Sur ces crédits, la parole est à M. Delfau.
M. Gérard Delfau. Monsieur le président, monsieur le secrétaire d'Etat, mes chers collègues, l'examen du projet de budget du ministère des finances nous offre l'occasion de revenir sur le très grave conflit social que ce ministère a connu en 1999 et en 2000.
Ces événements sont encore présents dans les esprits. Les leçons doivent en être tirées pour éviter le retour à des décisions hâtives et brutales, qui ne manqueraient pas de se produire à terme, si la réforme-modernisation était enterrée.
D'emblée, je dirai mon accord avec l'esprit général des analyses et des conclusions de l'excellent rapporteur spécial, notre collègue Bernard Angels.
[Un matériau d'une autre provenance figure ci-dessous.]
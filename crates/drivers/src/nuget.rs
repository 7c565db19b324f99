//! NuGet catalog feed
//!
//! Walks the catalog resource of the nuget.org service index: service
//! index → catalog index → pages committed after the cutoff → package
//! detail leaves. Deletion events are ignored. Firehose-only.
//!
//! https://docs.microsoft.com/en-us/nuget/api/catalog-resource

use async_trait::async_trait;
use chrono::{DateTime, Utc};
use serde::Deserialize;

use feedstock_types::{apply_cutoff, find_cutoff, sort_packages_desc, FeedError, FeedOptions, Package};

use crate::http::{check_status, default_client};
use crate::{FeedDriver, PollResult};

pub const FEED_NAME: &str = "nuget";

const INDEX_PATH: &str = "/v3/index.json";
const CATALOG_SERVICE_TYPE: &str = "Catalog/3.0.0";
const PACKAGE_DETAILS_TYPE: &str = "nuget:PackageDetails";

#[derive(Debug, Deserialize)]
struct ServiceIndex {
    resources: Vec<ServiceResource>,
}

#[derive(Debug, Deserialize)]
struct ServiceResource {
    #[serde(rename = "@id")]
    id: String,
    #[serde(rename = "@type")]
    service_type: String,
}

#[derive(Debug, Deserialize)]
struct Catalog {
    items: Vec<CatalogPageRef>,
}

#[derive(Debug, Deserialize)]
struct CatalogPageRef {
    #[serde(rename = "@id")]
    id: String,
    #[serde(rename = "commitTimeStamp")]
    committed: DateTime<Utc>,
}

#[derive(Debug, Deserialize)]
struct CatalogPage {
    items: Vec<CatalogLeaf>,
}

#[derive(Debug, Deserialize)]
struct CatalogLeaf {
    #[serde(rename = "@id")]
    id: String,
    #[serde(rename = "@type")]
    leaf_type: String,
    #[serde(rename = "commitTimeStamp")]
    committed: DateTime<Utc>,
}

#[derive(Debug, Deserialize)]
struct PackageDetails {
    id: String,
    version: String,
    published: DateTime<Utc>,
}

pub struct NugetDriver {
    client: reqwest::Client,
    base_url: String,
    options: FeedOptions,
}

impl NugetDriver {
    pub fn new(options: FeedOptions) -> Result<Self, FeedError> {
        if options.has_packages() {
            return Err(FeedError::UnsupportedOption {
                feed: FEED_NAME,
                option: "packages",
            });
        }
        Ok(Self {
            client: default_client()?,
            base_url: "https://api.nuget.org".to_string(),
            options,
        })
    }

    async fn get_json<T: serde::de::DeserializeOwned>(&self, url: &str) -> Result<T, FeedError> {
        let response = check_status(self.client.get(url).send().await?)?;
        response
            .json()
            .await
            .map_err(|err| FeedError::decode(FEED_NAME, err))
    }

    /// Resolves the catalog resource URL from the service index.
    async fn fetch_catalog_url(&self) -> Result<String, FeedError> {
        let url = format!("{}{INDEX_PATH}", self.base_url);
        let index: ServiceIndex = self.get_json(&url).await?;
        index
            .resources
            .into_iter()
            .find(|resource| resource.service_type == CATALOG_SERVICE_TYPE)
            .map(|resource| resource.id)
            .ok_or_else(|| {
                FeedError::decode(FEED_NAME, format!("no {CATALOG_SERVICE_TYPE} resource in service index"))
            })
    }
}

#[async_trait]
impl FeedDriver for NugetDriver {
    async fn latest(&self, cutoff: DateTime<Utc>) -> PollResult {
        let mut errs = Vec::new();

        let catalog_url = match self.fetch_catalog_url().await {
            Ok(url) => url,
            Err(err) => return PollResult::failure(cutoff, vec![err]),
        };
        let catalog: Catalog = match self.get_json(&catalog_url).await {
            Ok(catalog) => catalog,
            Err(err) => return PollResult::failure(cutoff, vec![err]),
        };

        let mut pkgs = Vec::new();
        for page_ref in catalog.items {
            if page_ref.committed < cutoff {
                continue;
            }
            let page: CatalogPage = match self.get_json(&page_ref.id).await {
                Ok(page) => page,
                Err(err) => {
                    errs.push(err);
                    continue;
                }
            };

            for leaf in page.items {
                if leaf.committed < cutoff {
                    continue;
                }
                // Deletion events carry no release to report.
                if leaf.leaf_type != PACKAGE_DETAILS_TYPE {
                    continue;
                }
                let details: PackageDetails = match self.get_json(&leaf.id).await {
                    Ok(details) => details,
                    Err(err) => {
                        errs.push(err);
                        continue;
                    }
                };
                pkgs.push(Package::new(
                    details.published,
                    details.id,
                    details.version,
                    FEED_NAME,
                ));
            }
        }

        let new_cutoff = find_cutoff(cutoff, &pkgs);
        let mut pkgs = apply_cutoff(pkgs, cutoff);
        sort_packages_desc(&mut pkgs);
        PollResult::new(pkgs, new_cutoff, errs)
    }

    fn name(&self) -> &'static str {
        FEED_NAME
    }

    fn options(&self) -> &FeedOptions {
        &self.options
    }
}
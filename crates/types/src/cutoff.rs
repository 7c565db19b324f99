//! Cutoff (watermark) algebra
//!
//! A cutoff is the exclusive lower bound used to decide which releases
//! are new on the next poll. Advancing the cutoff to the maximum emitted
//! timestamp and filtering strictly-greater on the next call yields
//! at-most-once emission per `(name, version, created_date)` triple,
//! while publisher retries keep the stream at-least-once overall.

use chrono::{DateTime, Utc};

use crate::package::Package;

/// Keeps only packages strictly newer than `cutoff`.
///
/// Strict: a package whose `created_date` equals the cutoff was already
/// emitted on the poll that advanced the watermark to it.
pub fn apply_cutoff(pkgs: Vec<Package>, cutoff: DateTime<Utc>) -> Vec<Package> {
    pkgs.into_iter()
        .filter(|pkg| pkg.created_date > cutoff)
        .collect()
}

/// Returns the maximum of `cutoff` and every package's `created_date`.
pub fn find_cutoff(cutoff: DateTime<Utc>, pkgs: &[Package]) -> DateTime<Utc> {
    pkgs.iter()
        .fold(cutoff, |cutoff, pkg| cutoff.max(pkg.created_date))
}

/// Stable sort by `created_date`, most recent first.
///
/// Drivers fan requests out concurrently, so arrival order is not
/// deterministic; the wire contract and the overlap detector both rely
/// on descending order.
pub fn sort_packages_desc(pkgs: &mut [Package]) {
    pkgs.sort_by(|a, b| b.created_date.cmp(&a.created_date));
}

#[cfg(test)]
mod tests {
    use super::*;
    use chrono::TimeZone;

    fn pkg(name: &str, secs: i64, millis: u32) -> Package {
        let created = Utc.timestamp_opt(secs, millis * 1_000_000).unwrap();
        Package::new(created, name, "1.0.0", "test")
    }

    #[test]
    fn apply_cutoff_is_strict() {
        let cutoff = Utc.timestamp_opt(100, 0).unwrap();
        let pkgs = vec![pkg("old", 50, 0), pkg("boundary", 100, 0), pkg("new", 150, 0)];

        let kept = apply_cutoff(pkgs, cutoff);
        assert_eq!(kept.len(), 1);
        assert_eq!(kept[0].name, "new");
    }

    #[test]
    fn apply_cutoff_respects_millisecond_boundary() {
        // A release one millisecond past the watermark must survive; one
        // exactly on it must not.
        let cutoff = Utc.timestamp_opt(100, 500_000_000).unwrap();
        let pkgs = vec![pkg("exact", 100, 500), pkg("after", 100, 501)];

        let kept = apply_cutoff(pkgs, cutoff);
        assert_eq!(kept.len(), 1);
        assert_eq!(kept[0].name, "after");
    }

    #[test]
    fn find_cutoff_returns_max_created_date() {
        let cutoff = Utc.timestamp_opt(100, 0).unwrap();
        let pkgs = vec![pkg("a", 300, 0), pkg("b", 200, 0)];
        assert_eq!(find_cutoff(cutoff, &pkgs), Utc.timestamp_opt(300, 0).unwrap());
    }

    #[test]
    fn find_cutoff_never_decreases() {
        let cutoff = Utc.timestamp_opt(1_000, 0).unwrap();
        let pkgs = vec![pkg("stale", 500, 0)];
        assert_eq!(find_cutoff(cutoff, &pkgs), cutoff);
    }

    #[test]
    fn find_cutoff_of_empty_slice_is_identity() {
        let cutoff = Utc.timestamp_opt(1_000, 0).unwrap();
        assert_eq!(find_cutoff(cutoff, &[]), cutoff);
    }

    #[test]
    fn filter_then_advance_emits_each_release_once() {
        // Two consecutive polls over overlapping windows: the second poll
        // re-reports B but only C is new.
        let mut cutoff = Utc.timestamp_opt(0, 0).unwrap();

        let first = vec![pkg("a", 3_600, 0), pkg("b", 3_900, 0)];
        let emitted = apply_cutoff(first.clone(), cutoff);
        assert_eq!(emitted.len(), 2);
        cutoff = find_cutoff(cutoff, &first);

        let second = vec![pkg("b", 3_900, 0), pkg("c", 4_200, 0)];
        let emitted = apply_cutoff(second.clone(), cutoff);
        assert_eq!(emitted.len(), 1);
        assert_eq!(emitted[0].name, "c");
        cutoff = find_cutoff(cutoff, &second);
        assert_eq!(cutoff, Utc.timestamp_opt(4_200, 0).unwrap());
    }

    #[test]
    fn sort_is_most_recent_first_and_stable() {
        let mut pkgs = vec![pkg("a", 100, 0), pkg("b", 300, 0), pkg("c", 100, 0)];
        sort_packages_desc(&mut pkgs);
        assert_eq!(pkgs[0].name, "b");
        // Equal timestamps keep their input order.
        assert_eq!(pkgs[1].name, "a");
        assert_eq!(pkgs[2].name, "c");
    }
}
Revenons un instant sur le passé.
La réforme Sautter était inacceptable, dans la procédure et dans le contenu. Elaborée à partir du rapport d'un haut fonctionnaire, tenant à l'écart le Parlement, qui a pourtant son mot à dire dès lors qu'il s'agit de la collecte de l'impôt, incapable de nouer un dialogue confiant avec les représentants des personnels, cette tentative technocratique fut conduite d'un bout à l'autre de façon maladroite. L'arrivée de M. Fabius a ramené le calme et évité une crise majeure. Nous lui en savons gré. M. Fabius, Mme Parly et vous-même, monsieur le secrétaire d'Etat, avez en même temps confirmé la nécessité d'adapter les missions et les effectifs du ministère des finances aux réalités d'aujourd'hui : elles sont plus techniques avec l'internationalisation des entreprises ; elles sont plus européennes avec la monnaie unique et la progression de l'Union européenne.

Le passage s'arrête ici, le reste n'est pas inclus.